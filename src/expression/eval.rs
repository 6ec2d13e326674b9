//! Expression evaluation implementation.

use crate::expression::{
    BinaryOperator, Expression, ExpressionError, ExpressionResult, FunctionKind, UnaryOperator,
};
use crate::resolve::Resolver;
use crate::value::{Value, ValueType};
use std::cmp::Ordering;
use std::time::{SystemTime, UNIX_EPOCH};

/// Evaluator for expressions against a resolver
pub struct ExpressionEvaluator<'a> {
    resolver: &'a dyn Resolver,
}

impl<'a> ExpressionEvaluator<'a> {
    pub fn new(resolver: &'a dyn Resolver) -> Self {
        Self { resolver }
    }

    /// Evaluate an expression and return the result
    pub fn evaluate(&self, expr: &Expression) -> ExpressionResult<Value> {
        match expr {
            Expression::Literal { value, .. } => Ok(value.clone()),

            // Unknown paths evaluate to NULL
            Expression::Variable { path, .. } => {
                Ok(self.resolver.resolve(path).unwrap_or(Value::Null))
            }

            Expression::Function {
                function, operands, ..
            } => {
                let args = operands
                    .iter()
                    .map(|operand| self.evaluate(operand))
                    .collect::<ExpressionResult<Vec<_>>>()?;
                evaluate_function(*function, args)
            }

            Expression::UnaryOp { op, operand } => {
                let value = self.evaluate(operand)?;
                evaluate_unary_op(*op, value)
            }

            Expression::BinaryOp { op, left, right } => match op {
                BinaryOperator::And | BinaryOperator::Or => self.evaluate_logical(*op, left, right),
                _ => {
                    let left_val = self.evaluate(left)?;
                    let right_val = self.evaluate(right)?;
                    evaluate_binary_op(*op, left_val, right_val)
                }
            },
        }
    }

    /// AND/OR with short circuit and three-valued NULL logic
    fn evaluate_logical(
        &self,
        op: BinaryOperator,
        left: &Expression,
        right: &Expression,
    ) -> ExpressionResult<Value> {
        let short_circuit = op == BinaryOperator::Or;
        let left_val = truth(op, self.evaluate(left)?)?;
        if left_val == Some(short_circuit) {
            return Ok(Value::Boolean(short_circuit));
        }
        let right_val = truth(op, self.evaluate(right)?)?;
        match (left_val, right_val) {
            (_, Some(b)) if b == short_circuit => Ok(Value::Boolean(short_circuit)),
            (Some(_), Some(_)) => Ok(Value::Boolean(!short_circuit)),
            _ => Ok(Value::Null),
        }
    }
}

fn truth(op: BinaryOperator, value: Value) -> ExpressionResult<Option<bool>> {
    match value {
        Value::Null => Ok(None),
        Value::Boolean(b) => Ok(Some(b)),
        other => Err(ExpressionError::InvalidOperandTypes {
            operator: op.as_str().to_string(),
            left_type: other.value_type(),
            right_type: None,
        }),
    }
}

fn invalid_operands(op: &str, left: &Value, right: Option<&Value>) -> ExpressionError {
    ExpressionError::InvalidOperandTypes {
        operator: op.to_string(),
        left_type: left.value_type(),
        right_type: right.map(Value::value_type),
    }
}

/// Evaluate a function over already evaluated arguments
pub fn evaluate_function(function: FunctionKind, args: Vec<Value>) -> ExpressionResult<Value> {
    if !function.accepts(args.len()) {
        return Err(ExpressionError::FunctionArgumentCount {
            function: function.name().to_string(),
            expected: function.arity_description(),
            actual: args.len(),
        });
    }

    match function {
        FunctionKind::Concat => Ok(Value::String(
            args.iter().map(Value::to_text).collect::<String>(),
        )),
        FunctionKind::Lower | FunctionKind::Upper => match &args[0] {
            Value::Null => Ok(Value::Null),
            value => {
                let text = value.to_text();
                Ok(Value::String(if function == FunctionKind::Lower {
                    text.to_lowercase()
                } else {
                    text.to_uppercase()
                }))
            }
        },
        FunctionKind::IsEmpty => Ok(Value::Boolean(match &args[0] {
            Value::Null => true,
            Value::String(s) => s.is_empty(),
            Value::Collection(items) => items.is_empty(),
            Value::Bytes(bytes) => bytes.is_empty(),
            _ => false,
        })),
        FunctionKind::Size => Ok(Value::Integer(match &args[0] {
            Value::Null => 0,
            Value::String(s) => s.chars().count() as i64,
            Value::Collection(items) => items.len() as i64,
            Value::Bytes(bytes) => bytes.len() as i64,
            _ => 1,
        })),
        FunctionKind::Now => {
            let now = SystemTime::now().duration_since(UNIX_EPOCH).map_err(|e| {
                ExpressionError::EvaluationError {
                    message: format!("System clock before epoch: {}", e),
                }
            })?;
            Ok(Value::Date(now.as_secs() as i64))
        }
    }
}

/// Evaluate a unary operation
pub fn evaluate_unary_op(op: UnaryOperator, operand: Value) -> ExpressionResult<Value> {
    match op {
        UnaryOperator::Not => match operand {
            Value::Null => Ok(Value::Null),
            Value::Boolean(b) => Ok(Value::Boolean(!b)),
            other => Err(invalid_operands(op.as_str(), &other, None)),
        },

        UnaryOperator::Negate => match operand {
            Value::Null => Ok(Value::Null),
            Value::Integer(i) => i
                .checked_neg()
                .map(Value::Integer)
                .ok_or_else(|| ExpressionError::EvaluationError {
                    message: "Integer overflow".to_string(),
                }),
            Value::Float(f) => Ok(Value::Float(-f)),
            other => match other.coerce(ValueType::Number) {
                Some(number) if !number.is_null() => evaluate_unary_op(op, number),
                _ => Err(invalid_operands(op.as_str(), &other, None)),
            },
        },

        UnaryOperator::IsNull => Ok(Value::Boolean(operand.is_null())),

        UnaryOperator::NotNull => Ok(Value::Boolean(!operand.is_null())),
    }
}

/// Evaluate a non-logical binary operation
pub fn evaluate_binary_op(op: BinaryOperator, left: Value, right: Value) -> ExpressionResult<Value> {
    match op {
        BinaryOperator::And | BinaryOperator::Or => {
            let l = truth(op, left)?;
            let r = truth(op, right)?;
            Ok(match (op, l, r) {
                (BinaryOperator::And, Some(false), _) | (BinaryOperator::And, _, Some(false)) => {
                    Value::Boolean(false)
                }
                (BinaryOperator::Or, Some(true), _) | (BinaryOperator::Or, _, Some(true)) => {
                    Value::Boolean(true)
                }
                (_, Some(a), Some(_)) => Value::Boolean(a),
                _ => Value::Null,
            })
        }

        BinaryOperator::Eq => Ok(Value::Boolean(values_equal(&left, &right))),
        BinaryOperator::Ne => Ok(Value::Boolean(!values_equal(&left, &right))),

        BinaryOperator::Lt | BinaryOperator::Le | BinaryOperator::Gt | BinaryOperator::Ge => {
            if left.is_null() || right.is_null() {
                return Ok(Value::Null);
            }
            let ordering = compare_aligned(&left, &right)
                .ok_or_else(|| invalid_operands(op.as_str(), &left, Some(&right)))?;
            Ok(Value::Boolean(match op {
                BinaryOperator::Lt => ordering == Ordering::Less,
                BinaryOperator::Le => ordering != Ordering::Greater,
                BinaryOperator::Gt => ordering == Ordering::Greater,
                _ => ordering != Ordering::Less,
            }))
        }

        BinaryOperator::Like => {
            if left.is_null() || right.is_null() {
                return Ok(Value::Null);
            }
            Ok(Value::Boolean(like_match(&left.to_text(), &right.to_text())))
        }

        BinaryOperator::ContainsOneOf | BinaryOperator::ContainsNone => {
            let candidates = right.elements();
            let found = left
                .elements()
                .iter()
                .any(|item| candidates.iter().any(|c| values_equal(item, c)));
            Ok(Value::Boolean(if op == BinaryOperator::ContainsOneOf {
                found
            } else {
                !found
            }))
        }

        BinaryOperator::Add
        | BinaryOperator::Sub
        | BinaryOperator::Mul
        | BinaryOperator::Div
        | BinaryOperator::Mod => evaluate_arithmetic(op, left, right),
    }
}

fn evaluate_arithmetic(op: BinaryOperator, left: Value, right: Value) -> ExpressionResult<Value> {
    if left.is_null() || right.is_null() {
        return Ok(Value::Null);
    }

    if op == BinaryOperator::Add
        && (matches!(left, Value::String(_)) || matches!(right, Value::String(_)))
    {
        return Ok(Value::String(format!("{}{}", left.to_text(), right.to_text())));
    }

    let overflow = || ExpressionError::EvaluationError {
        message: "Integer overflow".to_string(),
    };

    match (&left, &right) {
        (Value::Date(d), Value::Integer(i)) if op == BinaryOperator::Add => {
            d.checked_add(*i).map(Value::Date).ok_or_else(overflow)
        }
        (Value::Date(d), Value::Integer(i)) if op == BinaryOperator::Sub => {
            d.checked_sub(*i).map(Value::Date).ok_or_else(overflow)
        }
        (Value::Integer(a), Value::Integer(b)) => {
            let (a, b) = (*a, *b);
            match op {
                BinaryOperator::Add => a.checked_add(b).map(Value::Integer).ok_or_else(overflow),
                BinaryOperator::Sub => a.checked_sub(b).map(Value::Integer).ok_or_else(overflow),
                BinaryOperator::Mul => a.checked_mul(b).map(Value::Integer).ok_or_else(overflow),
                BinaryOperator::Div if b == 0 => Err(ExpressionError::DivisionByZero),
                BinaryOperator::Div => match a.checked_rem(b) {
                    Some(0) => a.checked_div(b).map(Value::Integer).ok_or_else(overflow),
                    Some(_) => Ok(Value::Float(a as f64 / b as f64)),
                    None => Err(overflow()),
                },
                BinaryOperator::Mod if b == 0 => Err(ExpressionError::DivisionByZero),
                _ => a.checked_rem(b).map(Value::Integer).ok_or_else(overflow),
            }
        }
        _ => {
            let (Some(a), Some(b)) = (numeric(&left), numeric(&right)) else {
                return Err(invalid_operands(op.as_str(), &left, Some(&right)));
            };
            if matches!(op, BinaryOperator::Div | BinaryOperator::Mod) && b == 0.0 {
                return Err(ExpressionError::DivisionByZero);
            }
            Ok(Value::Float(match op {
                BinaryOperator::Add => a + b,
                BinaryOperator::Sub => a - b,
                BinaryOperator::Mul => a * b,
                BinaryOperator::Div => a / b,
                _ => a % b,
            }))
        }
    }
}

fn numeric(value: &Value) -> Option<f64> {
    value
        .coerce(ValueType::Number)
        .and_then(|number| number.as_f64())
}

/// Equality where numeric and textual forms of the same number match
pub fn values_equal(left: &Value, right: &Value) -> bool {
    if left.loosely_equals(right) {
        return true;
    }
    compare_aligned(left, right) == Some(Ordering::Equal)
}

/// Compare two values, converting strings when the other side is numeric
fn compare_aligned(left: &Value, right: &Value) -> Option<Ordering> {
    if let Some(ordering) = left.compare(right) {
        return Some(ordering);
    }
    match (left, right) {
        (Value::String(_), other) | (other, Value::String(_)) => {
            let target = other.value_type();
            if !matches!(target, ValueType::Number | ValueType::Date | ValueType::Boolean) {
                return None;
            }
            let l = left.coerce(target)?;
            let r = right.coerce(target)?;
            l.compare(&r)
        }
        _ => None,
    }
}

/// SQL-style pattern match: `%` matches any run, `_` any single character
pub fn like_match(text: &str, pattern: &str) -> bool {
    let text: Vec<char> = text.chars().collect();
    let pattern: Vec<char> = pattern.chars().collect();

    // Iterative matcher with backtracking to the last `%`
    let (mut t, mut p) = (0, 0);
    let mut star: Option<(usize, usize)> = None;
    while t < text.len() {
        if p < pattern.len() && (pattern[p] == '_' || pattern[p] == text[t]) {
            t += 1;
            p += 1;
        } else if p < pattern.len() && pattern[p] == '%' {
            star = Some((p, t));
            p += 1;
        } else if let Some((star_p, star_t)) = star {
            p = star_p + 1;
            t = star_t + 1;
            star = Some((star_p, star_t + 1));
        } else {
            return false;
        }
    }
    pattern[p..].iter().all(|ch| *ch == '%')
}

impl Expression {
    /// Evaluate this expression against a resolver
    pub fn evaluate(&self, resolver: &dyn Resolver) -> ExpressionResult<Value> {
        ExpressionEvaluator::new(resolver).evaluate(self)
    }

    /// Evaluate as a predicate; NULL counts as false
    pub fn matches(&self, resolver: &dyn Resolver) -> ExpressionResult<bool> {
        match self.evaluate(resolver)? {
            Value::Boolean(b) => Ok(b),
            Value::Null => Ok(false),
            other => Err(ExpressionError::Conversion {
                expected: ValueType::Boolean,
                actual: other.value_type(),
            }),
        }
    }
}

☆ ☆ ☆ ☆ ☆

→ Brief: Could you return exactly the lines above from the line with "pub fn new(resolver: &'a" to the line with "fn truth(op: BinaryOperator, value: Value)", both included, and nothing else?

→ Solved exercise:
    pub fn new(resolver: &'a dyn Resolver) -> Self {
        Self { resolver }
    }

    /// Evaluate an expression and return the result
    pub fn evaluate(&self, expr: &Expression) -> ExpressionResult<Value> {
        match expr {
            Expression::Literal { value, .. } => Ok(value.clone()),

            // Unknown paths evaluate to NULL
            Expression::Variable { path, .. } => {
                Ok(self.resolver.resolve(path).unwrap_or(Value::Null))
            }

            Expression::Function {
                function, operands, ..
            } => {
                let args = operands
                    .iter()
                    .map(|operand| self.evaluate(operand))
                    .collect::<ExpressionResult<Vec<_>>>()?;
                evaluate_function(*function, args)
            }

            Expression::UnaryOp { op, operand } => {
                let value = self.evaluate(operand)?;
                evaluate_unary_op(*op, value)
            }

            Expression::BinaryOp { op, left, right } => match op {
                BinaryOperator::And | BinaryOperator::Or => self.evaluate_logical(*op, left, right),
                _ => {
                    let left_val = self.evaluate(left)?;
                    let right_val = self.evaluate(right)?;
                    evaluate_binary_op(*op, left_val, right_val)
                }
            },
        }
    }

    /// AND/OR with short circuit and three-valued NULL logic
    fn evaluate_logical(
        &self,
        op: BinaryOperator,
        left: &Expression,
        right: &Expression,
    ) -> ExpressionResult<Value> {
        let short_circuit = op == BinaryOperator::Or;
        let left_val = truth(op, self.evaluate(left)?)?;
        if left_val == Some(short_circuit) {
            return Ok(Value::Boolean(short_circuit));
        }
        let right_val = truth(op, self.evaluate(right)?)?;
        match (left_val, right_val) {
            (_, Some(b)) if b == short_circuit => Ok(Value::Boolean(short_circuit)),
            (Some(_), Some(_)) => Ok(Value::Boolean(!short_circuit)),
            _ => Ok(Value::Null),
        }
    }
}

fn truth(op: BinaryOperator, value: Value) -> ExpressionResult<Option<bool>> {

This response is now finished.